Collected data entries:

↓

use crate::strategy::BatchConfig;
use crate::types::RawDepositRequest;
use clap::{Parser, Subcommand, ValueEnum};
use std::path::PathBuf;

/// Calculate the final balance of a term deposit
#[derive(Parser, Debug)]
#[command(name = "deposit-calculator")]
#[command(about = "Calculate the final balance of a term deposit", long_about = None)]
pub struct CliArgs {
    /// Enable debug logging on stderr (RUST_LOG overrides)
    #[arg(short, long, global = true)]
    pub verbose: bool,

    /// What to do; prompts interactively when omitted
    #[command(subcommand)]
    pub command: Option<Command>,
}

#[derive(Subcommand, Debug)]
pub enum Command {
    /// Prompt for the deposit details one at a time
    Interactive,

    /// Calculate a single deposit from command-line values
    Calculate(CalculateArgs),

    /// Calculate every deposit in a CSV file and write results to stdout
    Batch(BatchArgs),
}

#[derive(clap::Args, Debug)]
pub struct CalculateArgs {
    /// Start deposit amount
    #[arg(long = "amount", value_name = "AMOUNT", allow_negative_numbers = true)]
    pub start_amount: f64,

    /// Annual interest rate as a percentage (1.1 means 1.1%)
    #[arg(long = "rate", value_name = "PERCENT", allow_negative_numbers = true)]
    pub interest_rate: f64,

    /// Investment term in years, fractions allowed (1.5 = 18 months)
    #[arg(long = "term", value_name = "YEARS", allow_negative_numbers = true)]
    pub investment_term: f64,

    /// Interest payment frequency: monthly, quarterly, annually or "at maturity"
    #[arg(long = "interest-paid", value_name = "FREQUENCY")]
    pub interest_paid: String,
}

impl CalculateArgs {
    /// Build the request exactly as given; validation is the calculator's job
    pub fn to_request(&self) -> RawDepositRequest {
        RawDepositRequest {
            start_amount: self.start_amount,
            interest_rate: self.interest_rate,
            investment_term: self.investment_term,
            interest_paid: self.interest_paid.clone(),
        }
    }
}

#[derive(clap::Args, Debug)]
pub struct BatchArgs {
    /// Input CSV file path containing deposit records
    #[arg(value_name = "INPUT", help = "Path to the input CSV file")]
    pub input_file: PathBuf,

    /// Processing strategy to use
    #[arg(
        long = "strategy",
        value_name = "STRATEGY",
        default_value = "sync",
        help = "Processing strategy: 'sync' for synchronous or 'async' for asynchronous"
    )]
    pub strategy: StrategyType,

    /// Number of records per batch (async mode only)
    #[arg(
        long = "batch-size",
        value_name = "SIZE",
        help = "Number of records per batch (default: 1000)"
    )]
    pub batch_size: Option<usize>,

    /// Number of worker threads (async mode only)
    #[arg(
        long = "max-concurrent",
        value_name = "COUNT",
        help = "Number of worker threads calculating each batch (default: CPU cores)"
    )]
    pub max_concurrent_batches: Option<usize>,
}

/// Available processing strategies for batch files
#[derive(Clone, Debug, ValueEnum)]
pub enum StrategyType {
    Sync,
    Async,
}

impl BatchArgs {
    /// Create a BatchConfig from CLI arguments, falling back to defaults
    pub fn to_batch_config(&self) -> BatchConfig {
        if self.batch_size.is_some() || self.max_concurrent_batches.is_some() {
            let default = BatchConfig::default();
            BatchConfig::new(
                self.batch_size.unwrap_or(default.batch_size),
                self.max_concurrent_batches
                    .unwrap_or(default.max_concurrent_batches),
            )
        } else {
            BatchConfig::default()
        }
    }
}

#[cfg(test)]
mod tests {
    use super::*;
    use rstest::rstest;

    fn batch_args(args: &[&str]) -> BatchArgs {
        match CliArgs::try_parse_from(args).unwrap().command {
            Some(Command::Batch(batch)) => batch,
            other => panic!("Expected batch command, got {:?}", other),
        }
    }

    #[rstest]
    #[case::no_command(&["program"], false)]
    #[case::verbose_without_command(&["program", "--verbose"], true)]
    fn test_default_is_interactive(#[case] args: &[&str], #[case] verbose: bool) {
        let parsed = CliArgs::try_parse_from(args).unwrap();
        assert!(parsed.command.is_none());
        assert_eq!(parsed.verbose, verbose);
    }

    #[test]
    fn test_explicit_interactive() {
        let parsed = CliArgs::try_parse_from(["program", "interactive"]).unwrap();
        assert!(matches!(parsed.command, Some(Command::Interactive)));
    }

    #[test]
    fn test_calculate_accepts_negative_and_unknown_values() {
        let parsed = CliArgs::try_parse_from([
            "program",
            "calculate",
            "--amount",
            "-10000",
            "--rate",
            "1.1",
            "--term",
            "3",
            "--interest-paid",
            "invalid",
        ])
        .unwrap();

        let Some(Command::Calculate(calculate)) = parsed.command else {
            panic!("Expected calculate command");
        };
        assert_eq!(
            calculate.to_request(),
            RawDepositRequest {
                start_amount: -10000.0,
                interest_rate: 1.1,
                investment_term: 3.0,
                interest_paid: "invalid".to_string(),
            }
        );
    }

    #[rstest]
    #[case::default_strategy(&["program", "batch", "input.csv"], StrategyType::Sync)]
    #[case::explicit_sync(&["program", "batch", "--strategy", "sync", "input.csv"], StrategyType::Sync)]
    #[case::explicit_async(&["program", "batch", "--strategy", "async", "input.csv"], StrategyType::Async)]
    fn test_strategy_parsing(#[case] args: &[&str], #[case] expected: StrategyType) {
        let parsed = batch_args(args);
        match (&parsed.strategy, &expected) {
            (StrategyType::Sync, StrategyType::Sync) => (),
            (StrategyType::Async, StrategyType::Async) => (),
            _ => panic!("Expected {:?}, got {:?}", expected, parsed.strategy),
        }
    }

    #[rstest]
    #[case::all_defaults(&["program", "batch", "input.csv"], 1000, num_cpus::get())]
    #[case::custom_batch_size(&["program", "batch", "--batch-size", "2000", "input.csv"], 2000, num_cpus::get())]
    #[case::custom_max_concurrent(&["program", "batch", "--max-concurrent", "8", "input.csv"], 1000, 8)]
    #[case::zero_batch_size(&["program", "batch", "--batch-size", "0", "input.csv"], 1000, num_cpus::get())]
    fn test_batch_config_conversion(
        #[case] args: &[&str],
        #[case] expected_batch_size: usize,
        #[case] expected_max_concurrent: usize,
    ) {
        let config = batch_args(args).to_batch_config();

        assert_eq!(config.batch_size, expected_batch_size);
        assert_eq!(config.max_concurrent_batches, expected_max_concurrent);
    }

    #[rstest]
    #[case::batch_missing_input(&["program", "batch"])]
    #[case::invalid_strategy(&["program", "batch", "--strategy", "invalid", "input.csv"])]
    #[case::calculate_missing_rate(&["program", "calculate", "--amount", "1", "--term", "1", "--interest-paid", "monthly"])]
    #[case::calculate_non_numeric(&["program", "calculate", "--amount", "lots", "--rate", "1", "--term", "1", "--interest-paid", "monthly"])]
    #[case::unknown_command(&["program", "withdraw"])]
    fn test_parsing_errors(#[case] args: &[&str]) {
        assert!(CliArgs::try_parse_from(args).is_err());
    }
}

↑

What is required:
Write out the entries above once more, without altering anything.

Task result:
use crate::strategy::BatchConfig;
use crate::types::RawDepositRequest;
use clap::{Parser, Subcommand, ValueEnum};
use std::path::PathBuf;

/// Calculate the final balance of a term deposit
#[derive(Parser, Debug)]
#[command(name = "deposit-calculator")]
#[command(about = "Calculate the final balance of a term deposit", long_about = None)]
pub struct CliArgs {
    /// Enable debug logging on stderr (RUST_LOG overrides)
    #[arg(short, long, global = true)]
    pub verbose: bool,

    /// What to do; prompts interactively when omitted
    #[command(subcommand)]
    pub command: Option<Command>,
}

#[derive(Subcommand, Debug)]
pub enum Command {
    /// Prompt for the deposit details one at a time
    Interactive,

    /// Calculate a single deposit from command-line values
    Calculate(CalculateArgs),

    /// Calculate every deposit in a CSV file and write results to stdout
    Batch(BatchArgs),
}

#[derive(clap::Args, Debug)]
pub struct CalculateArgs {
    /// Start deposit amount
    #[arg(long = "amount", value_name = "AMOUNT", allow_negative_numbers = true)]
    pub start_amount: f64,

    /// Annual interest rate as a percentage (1.1 means 1.1%)
    #[arg(long = "rate", value_name = "PERCENT", allow_negative_numbers = true)]
    pub interest_rate: f64,

    /// Investment term in years, fractions allowed (1.5 = 18 months)
    #[arg(long = "term", value_name = "YEARS", allow_negative_numbers = true)]
    pub investment_term: f64,

    /// Interest payment frequency: monthly, quarterly, annually or "at maturity"
    #[arg(long = "interest-paid", value_name = "FREQUENCY")]
    pub interest_paid: String,
}

impl CalculateArgs {
    /// Build the request exactly as given; validation is the calculator's job
    pub fn to_request(&self) -> RawDepositRequest {
        RawDepositRequest {
            start_amount: self.start_amount,
            interest_rate: self.interest_rate,
            investment_term: self.investment_term,
            interest_paid: self.interest_paid.clone(),
        }
    }
}

#[derive(clap::Args, Debug)]
pub struct BatchArgs {
    /// Input CSV file path containing deposit records
    #[arg(value_name = "INPUT", help = "Path to the input CSV file")]
    pub input_file: PathBuf,

    /// Processing strategy to use
    #[arg(
        long = "strategy",
        value_name = "STRATEGY",
        default_value = "sync",
        help = "Processing strategy: 'sync' for synchronous or 'async' for asynchronous"
    )]
    pub strategy: StrategyType,

    /// Number of records per batch (async mode only)
    #[arg(
        long = "batch-size",
        value_name = "SIZE",
        help = "Number of records per batch (default: 1000)"
    )]
    pub batch_size: Option<usize>,

    /// Number of worker threads (async mode only)
    #[arg(
        long = "max-concurrent",
        value_name = "COUNT",
        help = "Number of worker threads calculating each batch (default: CPU cores)"
    )]
    pub max_concurrent_batches: Option<usize>,
}

/// Available processing strategies for batch files
#[derive(Clone, Debug, ValueEnum)]
pub enum StrategyType {
    Sync,
    Async,
}

impl BatchArgs {
    /// Create a BatchConfig from CLI arguments, falling back to defaults
    pub fn to_batch_config(&self) -> BatchConfig {
        if self.batch_size.is_some() || self.max_concurrent_batches.is_some() {
            let default = BatchConfig::default();
            BatchConfig::new(
                self.batch_size.unwrap_or(default.batch_size),
                self.max_concurrent_batches
                    .unwrap_or(default.max_concurrent_batches),
            )
        } else {
            BatchConfig::default()
        }
    }
}

#[cfg(test)]
mod tests {
    use super::*;
    use rstest::rstest;

    fn batch_args(args: &[&str]) -> BatchArgs {
        match CliArgs::try_parse_from(args).unwrap().command {
            Some(Command::Batch(batch)) => batch,
            other => panic!("Expected batch command, got {:?}", other),
        }
    }

    #[rstest]
    #[case::no_command(&["program"], false)]
    #[case::verbose_without_command(&["program", "--verbose"], true)]
    fn test_default_is_interactive(#[case] args: &[&str], #[case] verbose: bool) {
        let parsed = CliArgs::try_parse_from(args).unwrap();
        assert!(parsed.command.is_none());
        assert_eq!(parsed.verbose, verbose);
    }

    #[test]
    fn test_explicit_interactive() {
        let parsed = CliArgs::try_parse_from(["program", "interactive"]).unwrap();
        assert!(matches!(parsed.command, Some(Command::Interactive)));
    }

    #[test]
    fn test_calculate_accepts_negative_and_unknown_values() {
        let parsed = CliArgs::try_parse_from([
            "program",
            "calculate",
            "--amount",
            "-10000",
            "--rate",
            "1.1",
            "--term",
            "3",
            "--interest-paid",
            "invalid",
        ])
        .unwrap();

        let Some(Command::Calculate(calculate)) = parsed.command else {
            panic!("Expected calculate command");
        };
        assert_eq!(
            calculate.to_request(),
            RawDepositRequest {
                start_amount: -10000.0,
                interest_rate: 1.1,
                investment_term: 3.0,
                interest_paid: "invalid".to_string(),
            }
        );
    }

    #[rstest]
    #[case::default_strategy(&["program", "batch", "input.csv"], StrategyType::Sync)]
    #[case::explicit_sync(&["program", "batch", "--strategy", "sync", "input.csv"], StrategyType::Sync)]
    #[case::explicit_async(&["program", "batch", "--strategy", "async", "input.csv"], StrategyType::Async)]
    fn test_strategy_parsing(#[case] args: &[&str], #[case] expected: StrategyType) {
        let parsed = batch_args(args);
        match (&parsed.strategy, &expected) {
            (StrategyType::Sync, StrategyType::Sync) => (),
            (StrategyType::Async, StrategyType::Async) => (),
            _ => panic!("Expected {:?}, got {:?}", expected, parsed.strategy),
        }
    }

    #[rstest]
    #[case::all_defaults(&["program", "batch", "input.csv"], 1000, num_cpus::get())]
    #[case::custom_batch_size(&["program", "batch", "--batch-size", "2000", "input.csv"], 2000, num_cpus::get())]
    #[case::custom_max_concurrent(&["program", "batch", "--max-concurrent", "8", "input.csv"], 1000, 8)]
    #[case::zero_batch_size(&["program", "batch", "--batch-size", "0", "input.csv"], 1000, num_cpus::get())]
    fn test_batch_config_conversion(
        #[case] args: &[&str],
        #[case] expected_batch_size: usize,
        #[case] expected_max_concurrent: usize,
    ) {
        let config = batch_args(args).to_batch_config();

        assert_eq!(config.batch_size, expected_batch_size);
        assert_eq!(config.max_concurrent_batches, expected_max_concurrent);
    }

    #[rstest]
    #[case::batch_missing_input(&["program", "batch"])]
    #[case::invalid_strategy(&["program", "batch", "--strategy", "invalid", "input.csv"])]
    #[case::calculate_missing_rate(&["program", "calculate", "--amount", "1", "--term", "1", "--interest-paid", "monthly"])]
    #[case::calculate_non_numeric(&["program", "calculate", "--amount", "lots", "--rate", "1", "--term", "1", "--interest-paid", "monthly"])]
    #[case::unknown_command(&["program", "withdraw"])]
    fn test_parsing_errors(#[case] args: &[&str]) {
        assert!(CliArgs::try_parse_from(args).is_err());
    }
}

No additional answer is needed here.